The opening session of the Capital Markets Summit discussed capital gains tax and its impact on the market. The summit touched on the hot topics of Egyptian capital markets, how the Egyptian stock exchange can meet the aspirations of the state by offering large state-owned enterprises such as the Administrative Capital for Urban Development (ACUD). He also discussed the role of capital markets in the financing of general state budget projects.
Deputy Finance Minister for Economic Affairs Sherine El-Sharkawy said the ministry was adopting a strategy of broadening the base of investments in all areas. She added that this aims to create sufficient sources of finance at the lowest cost to finance state projects and realize the aspirations of the new republic towards a decent life for the citizens.

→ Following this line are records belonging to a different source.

impl MockHandle {
    fn record(&self, op: Op) {
        self.log.lock().unwrap().push(op);
    }

    fn set_ready(&self, state: ReadyState) {
        let code = match state {
            ReadyState::Connecting => 0,
            ReadyState::Open => 1,
            ReadyState::Closing => 2,
            ReadyState::Closed => 3,
        };
        self.ready.store(code, Ordering::SeqCst);
    }

    /// The registered event sink, bypassing detach (for stale-event tests).
    fn events(&self) -> Option<Arc<dyn TransportEvents>> {
        self.events.lock().unwrap().clone()
    }

    fn fire_open(&self) {
        self.set_ready(ReadyState::Open);
        if let Some(events) = self.events() {
            events.on_open();
        }
    }

    fn fire_message(&self, text: &str) {
        if let Some(events) = self.events() {
            events.on_message(text);
        }
    }

    fn fire_close(&self, reason: &str) {
        self.set_ready(ReadyState::Closed);
        if let Some(events) = self.events() {
            events.on_close(reason);
        }
    }

    fn fire_error(&self, message: &str) {
        if let Some(events) = self.events() {
            events.on_error(message);
        }
    }

    /// Payloads sent through this handle, in order.
    fn sent(&self) -> Vec<String> {
        self.log
            .lock()
            .unwrap()
            .iter()
            .filter_map(|op| match op {
                Op::Send(serial, text) if *serial == self.serial => Some(text.clone()),
                _ => None,
            })
            .collect()
    }
}

impl TransportHandle for MockHandle {
    fn register(&self, events: Arc<dyn TransportEvents>) {
        self.record(Op::Register(self.serial));
        *self.events.lock().unwrap() = Some(events);
    }

    fn detach(&self) {
        self.record(Op::Detach(self.serial));
        *self.events.lock().unwrap() = None;
    }

    fn connect(&self) {
        self.record(Op::Connect(self.serial));
        self.set_ready(ReadyState::Connecting);
    }

    fn send(&self, text: &str) -> LinkResult<()> {
        self.record(Op::Send(self.serial, text.to_string()));
        Ok(())
    }

    fn close(&self) {
        self.record(Op::Close(self.serial));
        self.set_ready(ReadyState::Closed);
    }

    fn ready_state(&self) -> ReadyState {
        match self.ready.load(Ordering::SeqCst) {
            0 => ReadyState::Connecting,
            1 => ReadyState::Open,
            2 => ReadyState::Closing,
            _ => ReadyState::Closed,
        }
    }
}

#[derive(Default)]
struct MockTransport {
    log: Arc<Mutex<Vec<Op>>>,
    serial: AtomicU64,
    handles: Mutex<Vec<Arc<MockHandle>>>,
}

impl MockTransport {
    fn handle(&self, index: usize) -> Arc<MockHandle> {
        Arc::clone(&self.handles.lock().unwrap()[index])
    }

    fn created(&self) -> usize {
        self.handles.lock().unwrap().len()
    }

    fn ops(&self) -> Vec<Op> {
        self.log.lock().unwrap().clone()
    }
}

impl Transport for MockTransport {
    fn create(&self, endpoint: &Endpoint) -> LinkResult<Arc<dyn TransportHandle>> {
        let serial = self.serial.fetch_add(1, Ordering::SeqCst) + 1;
        self.log.lock().unwrap().push(Op::Create(endpoint.uri()));
        let handle = Arc::new(MockHandle {
            serial,
            log: Arc::clone(&self.log),
            events: Mutex::new(None),
            ready: AtomicU8::new(3),
        });
        self.handles.lock().unwrap().push(Arc::clone(&handle));
        Ok(handle)
    }
}

fn setup() -> (ConnectionManager, Arc<MockTransport>, Arc<FakeScheduler>) {
    let transport = Arc::new(MockTransport::default());
    let scheduler = Arc::new(FakeScheduler::default());
    let manager = ConnectionManager::new(
        Arc::clone(&transport) as Arc<dyn Transport>,
        Arc::clone(&scheduler) as Arc<dyn Scheduler>,
    );
    (manager, transport, scheduler)
}

fn ready_config(port: u16) -> EndpointConfig {
    EndpointConfig::new().host("localhost").port(port)
}

/// Connect and bring the link to `Open`.
fn open_link(
    manager: &mut ConnectionManager,
    transport: &MockTransport,
    scheduler: &FakeScheduler,
    port: u16,
) -> Arc<MockHandle> {
    manager.ensure(&ready_config(port));
    let handle = transport.handle(transport.created() - 1);
    handle.fire_open();
    scheduler.run_all();
    manager.ensure(&ready_config(port));
    assert_eq!(manager.state(), ConnectionState::Open);
    handle
}

#[test]
fn test_config_not_ready_touches_nothing() {
    let (mut manager, transport, _scheduler) = setup();
    let out = manager.ensure(&EndpointConfig::new().host("localhost"));
    assert!(out.handle.is_none());
    assert!(out.message.is_none());
    assert_eq!(transport.created(), 0);
    assert_eq!(manager.state(), ConnectionState::Disconnected);
}

#[test]
fn test_first_ensure_connects() {
    let (mut manager, transport, _scheduler) = setup();
    let out = manager.ensure(&ready_config(9000));
    assert!(out.handle.is_some());
    assert_eq!(manager.state(), ConnectionState::Connecting);
    let ops = transport.ops();
    assert_eq!(
        ops,
        vec![
            Op::Create("ws://localhost:9000".to_string()),
            Op::Register(1),
            Op::Connect(1),
        ]
    );
}

#[test]
fn test_open_clears_diagnostics() {
    let (mut manager, transport, scheduler) = setup();
    open_link(&mut manager, &transport, &scheduler, 9000);
    assert!(scheduler.clears() >= 1);
    assert!(scheduler.diagnostics().is_empty());
}

#[test]
fn test_ensure_unchanged_open_is_noop() {
    let (mut manager, transport, scheduler) = setup();
    open_link(&mut manager, &transport, &scheduler, 9000);
    let ops_before = transport.ops().len();
    let epoch_before = manager.epoch();
    manager.ensure(&ready_config(9000));
    assert_eq!(transport.ops().len(), ops_before);
    assert_eq!(manager.epoch(), epoch_before);
    assert_eq!(manager.state(), ConnectionState::Open);
}

#[test]
fn test_endpoint_change_unregisters_before_new_handle() {
    let (mut manager, transport, scheduler) = setup();
    open_link(&mut manager, &transport, &scheduler, 9000);
    let epoch_before = manager.epoch();

    manager.ensure(&ready_config(9001));

    let ops = transport.ops();
    let detach_old = ops.iter().position(|op| *op == Op::Detach(1)).unwrap();
    let close_old = ops.iter().position(|op| *op == Op::Close(1)).unwrap();
    let create_new = ops
        .iter()
        .position(|op| *op == Op::Create("ws://localhost:9001".to_string()))
        .unwrap();
    assert!(detach_old < close_old);
    assert!(close_old < create_new);
    assert!(manager.epoch() > epoch_before);
    assert_eq!(transport.created(), 2);
}

#[test]
fn test_stale_events_after_replacement_are_discarded() {
    let (mut manager, transport, scheduler) = setup();
    let old = open_link(&mut manager, &transport, &scheduler, 9000);
    // Keep the sink alive past detach to exercise the epoch guard itself.
    let stale_events = old.events().unwrap();

    manager.ensure(&ready_config(9001));
    stale_events.on_message("zombie");
    stale_events.on_open();
    stale_events.on_close("late close");

    scheduler.run_all();
    let out = manager.ensure(&ready_config(9001));
    assert!(out.message.is_none());
    assert_eq!(manager.state(), ConnectionState::Connecting);
    assert!(scheduler.diagnostics().is_empty());
}

#[test]
fn test_heartbeat_pongs_immediately_and_arms_watchdog() {
    let (mut manager, transport, scheduler) = setup();
    let handle = open_link(&mut manager, &transport, &scheduler, 9000);

    handle.fire_message("mnml:ping 2000");

    // The reply goes out at receipt, before any recompute runs.
    assert_eq!(handle.sent(), vec![PONG_PAYLOAD.to_string()]);
    let delays = scheduler.scheduled_delays();
    assert_eq!(delays.last(), Some(&Duration::from_millis(3000)));
}

#[test]
fn test_heartbeat_is_not_published_as_message() {
    let (mut manager, transport, scheduler) = setup();
    let handle = open_link(&mut manager, &transport, &scheduler, 9000);

    handle.fire_message("mnml:ping 2000");
    let out = manager.ensure(&ready_config(9000));
    assert!(out.message.is_none());
}

#[test]
fn test_silence_past_tolerance_declares_death() {
    let (mut manager, transport, scheduler) = setup();
    let handle = open_link(&mut manager, &transport, &scheduler, 9000);

    handle.fire_message("mnml:ping 40");
    thread::sleep(Duration::from_millis(70));
    scheduler.run_all();

    let out = manager.ensure(&ready_config(9000));
    assert!(scheduler
        .diagnostics()
        .iter()
        .any(|(severity, text)| *severity == Severity::Error
            && text.contains("connection may have died")));
    assert_eq!(out.status.as_deref(), Some("connection may have died"));
    // The dead handle was force-closed and replaced in the same pass.
    assert!(transport.ops().contains(&Op::Close(1)));
    assert_eq!(transport.created(), 2);
    assert_eq!(manager.state(), ConnectionState::Connecting);
}

#[test]
fn test_silence_within_tolerance_keeps_connection() {
    let (mut manager, transport, scheduler) = setup();
    let handle = open_link(&mut manager, &transport, &scheduler, 9000);

    handle.fire_message("mnml:ping 200");
    thread::sleep(Duration::from_millis(20));
    scheduler.run_all();

    manager.ensure(&ready_config(9000));
    assert_eq!(manager.state(), ConnectionState::Open);
    assert_eq!(transport.created(), 1);
    assert!(!scheduler
        .diagnostics()
        .iter()
        .any(|(severity, _)| *severity == Severity::Error));
}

During her speech at the opening session of the Annual Capital Markets Summit, she added that the ministry is striving to increase the rate of economic growth, as well as creating long-term debt to improve and expand options for investors in debt instruments such as local bonds. and invoices.
She pointed out that the ministry has been successful in structuring the yield curve that reflects various risks, in conjunction with successful work to reduce the cost of debt.
She expected the cost of debt to fall by the end of the current fiscal year to 32%, compared to the cost of debt reaching 36% the previous fiscal year, proving the great success by looking at the cost of debt in 2015 which reached 40%.
“In light of the pandemic, the ministry has diversified its sources of funding by issuing bonds, which has been very well received in the market, with a 3-fold oversubscription,” she added.
She explained that the ministry is also interested in the environmental aspect to follow the great development of green finance. As a result, the Egyptian government issued $ 3 million worth of green bonds.
“We expect Egypt to join the sustainability index soon due to the issuance of green bonds, especially after having linked government bonds to Euroclear in significant investment volumes,” he said. she added.
On the Islamic side, he also secured the first Islamic loan of EGP 2 billion, explaining that the interest also sparked the development of the Sukuk Sovereign Law.
El-Sharkawy revealed that work is underway on the regulations for implementing the Sukuk Law, noting that the establishment of the Sovereign Sukuk Corporation is being finalized. This is part of the offer of the first sovereign Islamic sukuk before the end of the fiscal year, explaining that the interest derives from the large size of sukuk around the world, up to $ 3.2 billion.
She explained that before the end of next January, the number of bond issues will reach 14, with an issue volume exceeding $ 24 billion, in order to maintain the great effort made by the ministry to join the JPMorgan bond index, as well as maintain the ratio. foreign investors in government treasury bills.
She also underlined the importance of capital markets for the Egyptian state as a powerful means of obtaining finance for companies. El-Sharkawy pointed out that a debt instrument clearing company is being created.
“Capital markets play an important role in attracting foreign investment to Egypt, with the IPO of e-Finance being a good example,” she added.
“The e-Finance offer required nearly a year and a half of work. I expect the government’s offers to continue at this time. This is in line with the government’s plan to offer ACUD to encourage large companies to be listed on EGX. This in turn will increase the representation of Egyptian companies in the MSCI Emerging Markets (EM) Index, which would attract foreign investment to Egypt, ”El-Sharkawy said.
The moderator of the session, Ayman Salah, asked about the messages that investment and economic policies send to the capital market, especially in relation to the government’s plan to offer its large companies.
The Deputy Prime Minister of Finance for Economic Affairs said economic and fiscal policies are very clear and the application of capital gains tax is not new in the market.
She explained that a 10% tax will be applied on the capital profits of listed companies, as well as a rate of 25% for individuals, and 22.5% for companies, stressing that the clarity of tax policies is closer to tax justice than exemption. or an ongoing tax deferral.
On the other hand, Mohamed Maher, CEO of Prime Holdings and chairman of the Egyptian Capital Markets Association (ECMA), said the daily trading volume reached around $ 400 million at the start of the creation of the capital markets. capital after the law was enacted at the end of the last century, when the government introduced the huge program of privatization of its companies, a move that stimulated the capital market at the time.
He pointed out that the capital market experienced a slowdown until 2008. He also noted that the significant drop in the number of listed companies and transaction volumes was caused by the reluctance of the state to offer companies on the stock exchange. , in addition to the gradual increases in EGX listing costs.
He added that ECMA called for tax equality and fairness between EGX traders and bank depositors, taking into account the degree of risk for each of them.
He stressed the importance of seeing the stock market as a tool to attract investment and not just as a means of increasing state tax revenues.
Responding to Mohamed Maher’s comment on the drop in the number of companies listed on EGX, El-Sharkawy said the tax is not the main reason for the drop; especially since it was applied after the drop. Taxes are also applied in all global markets and discussions are underway on what to do to boost EGX.
As for the impact of capital gains tax on the overall result, she stressed that the objective is not to increase tax revenue. In addition, the deterioration in the capital market came before the tax was applied and many companies were deregistered, including Orange and others.